For safety reasons, staff at the Kharkiv maternity ward did not want the hospital’s name and precise location disclosed. The building was recently damaged by bombardment that blew out the windows. Just outside the ward, a small generator groaned.
On the ground floor, several women waiting to be discharged carry plastic baskets holding swaddled newborns. One of the new mothers, 17-year-old Lera Vasilenko, bends down to coo at hers.
In the basement shelter, where paint peels off the walls and concrete chips away from support columns, ultrasound machines and ventilators have been moved underground. Stocks of cleaning and hygiene supplies are low.
In the dim LED emergency light, nurses use their phone screens to illuminate patient charts.
Some women who have just given birth sit recovering in their bathrobes. Ward staffers watch over two premature babies, including 6-week-old Valeria, who was evacuated from a nearby children’s hospital when the area was hit by strikes. Her mother was sheltering in Kharkiv’s subway.
In some ways, the women waiting to give birth here are the lucky ones. The staff knows of 200 pregnant women in the city, most of them sheltering at home. The maternity ward stays in touch with them as much as possible by phone and online, and finds neighborhood contacts to check on patients they don’t hear from.
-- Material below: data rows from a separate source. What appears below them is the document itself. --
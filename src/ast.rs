//! Árbol de sintaxis abstracta.
//!
//! Cada nodo lleva la posición del primer terminal que contribuyó a su
//! construcción: la palabra clave `fn` para una función, el `let` para
//! una declaración, el token del operador para expresiones binarias y
//! unarias, y el primer terminal del literal para los literales. El
//! árbol es acíclico y la propiedad de cada hijo está anidada por
//! construcción; descartar la raíz libera el árbol completo.
//!
//! Los literales transportan su texto original tal cual; este frontend
//! nunca computa valores numéricos.

use std::fmt::{self, Display, Formatter};

use crate::source::Position;

/// Raíz del programa: una mezcla de declaraciones de función y
/// sentencias de nivel superior, en orden de aparición.
#[derive(Debug, PartialEq)]
pub struct Program {
    pub items: Vec<Item>,
    pub position: Position,
}

/// Elemento de nivel superior.
#[derive(Debug, PartialEq)]
pub enum Item {
    Function(Function),
    Statement(Statement),
}

/// Declaración de función. El lenguaje no admite parámetros ni
/// anotación de tipo de retorno.
#[derive(Debug, PartialEq)]
pub struct Function {
    pub name: String,
    pub body: Block,
    pub position: Position,
}

/// Bloque delimitado por llaves.
#[derive(Debug, PartialEq)]
pub struct Block {
    pub statements: Vec<Statement>,
    pub position: Position,
}

/// Sentencia.
#[derive(Debug, PartialEq)]
pub enum Statement {
    Let(LetStmt),
    Expr(ExprStmt),
    If(IfStmt),
    While(WhileStmt),
    Return(ReturnStmt),
    Break { position: Position },
    Continue { position: Position },
    Block(Block),
}

/// Nombre de tipo primitivo admitido en anotaciones `let`.
#[derive(Copy, Clone, Debug, PartialEq, Eq)]
pub enum TypeName {
    I32,
    F64,
    Bool,
    Char,
}

impl TypeName {
    pub fn as_str(self) -> &'static str {
        match self {
            TypeName::I32 => "i32",
            TypeName::F64 => "f64",
            TypeName::Bool => "bool",
            TypeName::Char => "char",
        }
    }
}

impl Display for TypeName {
    fn fmt(&self, fmt: &mut Formatter<'_>) -> fmt::Result {
        fmt.write_str(self.as_str())
    }
}

/// Declaración `let`, con mutabilidad, tipo e inicializador opcionales.
#[derive(Debug, PartialEq)]
pub struct LetStmt {
    pub name: String,
    pub mutable: bool,
    pub ty: Option<TypeName>,
    pub init: Option<Expr>,
    pub position: Position,
}

/// Expresión en posición de sentencia.
#[derive(Debug, PartialEq)]
pub struct ExprStmt {
    pub expr: Expr,
    pub position: Position,
}

/// Condicional, con cadena `else if` representada como un `IfStmt`
/// anidado en la rama else.
#[derive(Debug, PartialEq)]
pub struct IfStmt {
    pub condition: Expr,
    pub then_branch: Block,
    pub else_branch: Option<ElseBranch>,
    pub position: Position,
}

/// Rama `else`: o bien otro condicional (`else if`) o un bloque.
#[derive(Debug, PartialEq)]
pub enum ElseBranch {
    If(Box<IfStmt>),
    Block(Block),
}

/// Bucle `while`.
#[derive(Debug, PartialEq)]
pub struct WhileStmt {
    pub condition: Expr,
    pub body: Block,
    pub position: Position,
}

/// Sentencia `return`, con valor opcional.
#[derive(Debug, PartialEq)]
pub struct ReturnStmt {
    pub value: Option<Expr>,
    pub position: Position,
}

/// Expresión: encabezado común con posición, y carga según la variante.
#[derive(Debug, PartialEq)]
pub struct Expr {
    pub kind: ExprKind,
    pub position: Position,
}

#[derive(Debug, PartialEq)]
pub enum ExprKind {
    Binary {
        op: BinaryOp,
        left: Box<Expr>,
        right: Box<Expr>,
    },

    Unary {
        op: UnaryOp,
        operand: Box<Expr>,
    },

    Identifier(String),
    Number(String),
    Str(String),
    Char(String),
    Bool(String),
}

/// Operador binario.
#[derive(Copy, Clone, Debug, PartialEq, Eq)]
pub enum BinaryOp {
    Add,
    Sub,
    Mul,
    Div,
    Mod,
    Eq,
    Neq,
    Lt,
    Le,
    Gt,
    Ge,
    And,
    Or,
    Assign,
    AddAssign,
    SubAssign,
    MulAssign,
    DivAssign,
    ModAssign,
}

impl BinaryOp {
    pub fn as_str(self) -> &'static str {
        use BinaryOp::*;

        match self {
            Add => "+",
            Sub => "-",
            Mul => "*",
            Div => "/",
            Mod => "%",
            Eq => "==",
            Neq => "!=",
            Lt => "<",
            Le => "<=",
            Gt => ">",
            Ge => ">=",
            And => "&&",
            Or => "||",
            Assign => "=",
            AddAssign => "+=",
            SubAssign => "-=",
            MulAssign => "*=",
            DivAssign => "/=",
            ModAssign => "%=",
        }
    }
}

impl Display for BinaryOp {
    fn fmt(&self, fmt: &mut Formatter<'_>) -> fmt::Result {
        fmt.write_str(self.as_str())
    }
}

/// Operador unario prefijo.
#[derive(Copy, Clone, Debug, PartialEq, Eq)]
pub enum UnaryOp {
    Not,
    Neg,
    Plus,
}

impl UnaryOp {
    pub fn as_str(self) -> &'static str {
        match self {
            UnaryOp::Not => "!",
            UnaryOp::Neg => "-",
            UnaryOp::Plus => "+",
        }
    }
}

impl Display for UnaryOp {
    fn fmt(&self, fmt: &mut Formatter<'_>) -> fmt::Result {
        fmt.write_str(self.as_str())
    }
}

// ============================================================================
// Impresión jerárquica
// ============================================================================

fn pad(fmt: &mut Formatter<'_>, indent: usize) -> fmt::Result {
    for _ in 0..indent {
        fmt.write_str("  ")?;
    }
    Ok(())
}

impl Program {
    fn write_tree(&self, fmt: &mut Formatter<'_>, indent: usize) -> fmt::Result {
        pad(fmt, indent)?;
        writeln!(fmt, "Program ({} children)", self.items.len())?;
        for item in &self.items {
            match item {
                Item::Function(function) => function.write_tree(fmt, indent + 1)?,
                Item::Statement(statement) => statement.write_tree(fmt, indent + 1)?,
            }
        }
        Ok(())
    }
}

impl Function {
    fn write_tree(&self, fmt: &mut Formatter<'_>, indent: usize) -> fmt::Result {
        pad(fmt, indent)?;
        writeln!(fmt, "Function: {}", self.name)?;
        self.body.write_tree(fmt, indent + 1)
    }
}

impl Block {
    fn write_tree(&self, fmt: &mut Formatter<'_>, indent: usize) -> fmt::Result {
        pad(fmt, indent)?;
        writeln!(fmt, "Block ({} children)", self.statements.len())?;
        for statement in &self.statements {
            statement.write_tree(fmt, indent + 1)?;
        }
        Ok(())
    }
}

impl Statement {
    fn write_tree(&self, fmt: &mut Formatter<'_>, indent: usize) -> fmt::Result {
        match self {
            Statement::Let(let_stmt) => {
                pad(fmt, indent)?;
                write!(fmt, "LetStmt: ")?;
                if let_stmt.mutable {
                    write!(fmt, "mut ")?;
                }
                write!(fmt, "{}", let_stmt.name)?;
                if let Some(ty) = let_stmt.ty {
                    write!(fmt, ": {}", ty)?;
                }
                writeln!(fmt)?;
                if let Some(init) = &let_stmt.init {
                    init.write_tree(fmt, indent + 1)?;
                }
                Ok(())
            }

            Statement::Expr(expr_stmt) => {
                pad(fmt, indent)?;
                writeln!(fmt, "ExprStmt")?;
                expr_stmt.expr.write_tree(fmt, indent + 1)
            }

            Statement::If(if_stmt) => if_stmt.write_tree(fmt, indent),

            Statement::While(while_stmt) => {
                pad(fmt, indent)?;
                writeln!(fmt, "WhileStmt")?;
                pad(fmt, indent + 1)?;
                writeln!(fmt, "Condition:")?;
                while_stmt.condition.write_tree(fmt, indent + 2)?;
                pad(fmt, indent + 1)?;
                writeln!(fmt, "Body:")?;
                while_stmt.body.write_tree(fmt, indent + 2)
            }

            Statement::Return(return_stmt) => {
                pad(fmt, indent)?;
                writeln!(fmt, "ReturnStmt")?;
                if let Some(value) = &return_stmt.value {
                    value.write_tree(fmt, indent + 1)?;
                }
                Ok(())
            }

            Statement::Break { .. } => {
                pad(fmt, indent)?;
                writeln!(fmt, "BreakStmt")
            }

            Statement::Continue { .. } => {
                pad(fmt, indent)?;
                writeln!(fmt, "ContinueStmt")
            }

            Statement::Block(block) => block.write_tree(fmt, indent),
        }
    }
}

impl IfStmt {
    fn write_tree(&self, fmt: &mut Formatter<'_>, indent: usize) -> fmt::Result {
        pad(fmt, indent)?;
        writeln!(fmt, "IfStmt")?;
        pad(fmt, indent + 1)?;
        writeln!(fmt, "Condition:")?;
        self.condition.write_tree(fmt, indent + 2)?;
        pad(fmt, indent + 1)?;
        writeln!(fmt, "Then:")?;
        self.then_branch.write_tree(fmt, indent + 2)?;
        if let Some(else_branch) = &self.else_branch {
            pad(fmt, indent + 1)?;
            writeln!(fmt, "Else:")?;
            match else_branch {
                ElseBranch::If(if_stmt) => if_stmt.write_tree(fmt, indent + 2)?,
                ElseBranch::Block(block) => block.write_tree(fmt, indent + 2)?,
            }
        }
        Ok(())
    }
}

impl Expr {
    fn write_tree(&self, fmt: &mut Formatter<'_>, indent: usize) -> fmt::Result {
        pad(fmt, indent)?;
        match &self.kind {
            ExprKind::Binary { op, left, right } => {
                writeln!(fmt, "BinaryExpr: {}", op)?;
                left.write_tree(fmt, indent + 1)?;
                right.write_tree(fmt, indent + 1)
            }

            ExprKind::Unary { op, operand } => {
                writeln!(fmt, "UnaryExpr: {}", op)?;
                operand.write_tree(fmt, indent + 1)
            }

            ExprKind::Identifier(text) => writeln!(fmt, "Identifier: {}", text),
            ExprKind::Number(text) => writeln!(fmt, "Number: {}", text),
            ExprKind::Str(text) => writeln!(fmt, "String: {}", text),
            ExprKind::Char(text) => writeln!(fmt, "Char: {}", text),
            ExprKind::Bool(text) => writeln!(fmt, "Bool: {}", text),
        }
    }
}

impl Display for Program {
    /// Representación jerárquica indentada del árbol completo.
    fn fmt(&self, fmt: &mut Formatter<'_>) -> fmt::Result {
        self.write_tree(fmt, 0)
    }
}

// ============================================================================
// Emisión de fuente canónica
// ============================================================================

fn indent_line(out: &mut String, indent: usize) {
    for _ in 0..indent {
        out.push_str("    ");
    }
}

impl Program {
    /// Emite fuente canónica que, al volver a analizarse, produce un
    /// árbol isomorfo. Las expresiones compuestas se parentetizan por
    /// completo para que la forma del árbol no dependa de la
    /// precedencia al releer.
    pub fn to_source(&self) -> String {
        let mut out = String::new();
        for item in &self.items {
            match item {
                Item::Function(function) => function.emit(&mut out, 0),
                Item::Statement(statement) => statement.emit(&mut out, 0),
            }
        }
        out
    }
}

impl Function {
    fn emit(&self, out: &mut String, indent: usize) {
        indent_line(out, indent);
        out.push_str("fn ");
        out.push_str(&self.name);
        out.push_str("() ");
        self.body.emit_inline(out, indent);
        out.push('\n');
    }
}

impl Block {
    /// Emite el bloque comenzando en la posición actual de la línea.
    fn emit_inline(&self, out: &mut String, indent: usize) {
        out.push_str("{\n");
        for statement in &self.statements {
            statement.emit(out, indent + 1);
        }
        indent_line(out, indent);
        out.push('}');
    }
}

impl Statement {
    fn emit(&self, out: &mut String, indent: usize) {
        match self {
            Statement::Let(let_stmt) => {
                indent_line(out, indent);
                out.push_str("let ");
                if let_stmt.mutable {
                    out.push_str("mut ");
                }
                out.push_str(&let_stmt.name);
                if let Some(ty) = let_stmt.ty {
                    out.push_str(": ");
                    out.push_str(ty.as_str());
                }
                if let Some(init) = &let_stmt.init {
                    out.push_str(" = ");
                    init.emit(out);
                }
                out.push_str(";\n");
            }

            Statement::Expr(expr_stmt) => {
                indent_line(out, indent);
                expr_stmt.expr.emit(out);
                out.push_str(";\n");
            }

            Statement::If(if_stmt) => {
                indent_line(out, indent);
                if_stmt.emit_inline(out, indent);
                out.push('\n');
            }

            Statement::While(while_stmt) => {
                indent_line(out, indent);
                out.push_str("while ");
                while_stmt.condition.emit(out);
                out.push(' ');
                while_stmt.body.emit_inline(out, indent);
                out.push('\n');
            }

            Statement::Return(return_stmt) => {
                indent_line(out, indent);
                out.push_str("return");
                if let Some(value) = &return_stmt.value {
                    out.push(' ');
                    value.emit(out);
                }
                out.push_str(";\n");
            }

            Statement::Break { .. } => {
                indent_line(out, indent);
                out.push_str("break;\n");
            }

            Statement::Continue { .. } => {
                indent_line(out, indent);
                out.push_str("continue;\n");
            }

            Statement::Block(block) => {
                indent_line(out, indent);
                block.emit_inline(out, indent);
                out.push('\n');
            }
        }
    }
}

impl IfStmt {
    fn emit_inline(&self, out: &mut String, indent: usize) {
        out.push_str("if ");
        self.condition.emit(out);
        out.push(' ');
        self.then_branch.emit_inline(out, indent);
        if let Some(else_branch) = &self.else_branch {
            out.push_str(" else ");
            match else_branch {
                ElseBranch::If(if_stmt) => if_stmt.emit_inline(out, indent),
                ElseBranch::Block(block) => block.emit_inline(out, indent),
            }
        }
    }
}

impl Expr {
    fn emit(&self, out: &mut String) {
        match &self.kind {
            ExprKind::Binary { op, left, right } => {
                out.push('(');
                left.emit(out);
                out.push(' ');
                out.push_str(op.as_str());
                out.push(' ');
                right.emit(out);
                out.push(')');
            }

            ExprKind::Unary { op, operand } => {
                out.push('(');
                out.push_str(op.as_str());
                operand.emit(out);
                out.push(')');
            }

            ExprKind::Identifier(text)
            | ExprKind::Number(text)
            | ExprKind::Str(text)
            | ExprKind::Char(text)
            | ExprKind::Bool(text) => out.push_str(text),
        }
    }
}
“We are tracking them,” said Pasieshvilly, the ward supervisor.
Volunteer drivers bring in patients for checkups and ultrasounds, and are on standby for transporting women who go into labor. Everyone hopes there won’t be bombs falling when their time draws near.
For now, the women wait. Marina Astafieva, who is 26, has trouble sleeping but says she finds solace in the company of others about to give birth.
Kate Shepel, 32, lies down in semidarkness, the jutting curve of her belly all but obscured. Nineteen-year-old Anna sits up to check her phone.
Before the war, the landmark hospital had a 400-member staff, which has dwindled to a fraction of that. Life in Kharkiv has become so dangerous that the skeleton staff often stays at the hospital during episodes of heavy bombardment.
Pasieshvilly said she would never think of seeking safety outside the city.
“How could we leave people behind?” she said. “We gave our oath to our jobs, and we can’t abandon our patients.”
But she acknowledged the daily peril that threatens all those within and without. “The shelling continues,” she said. “Bombs are still flying.”
From the basement’s inner depths came the echo of a newborn’s wail.
Yam reported from Kharkiv and King from Budapest, Hungary.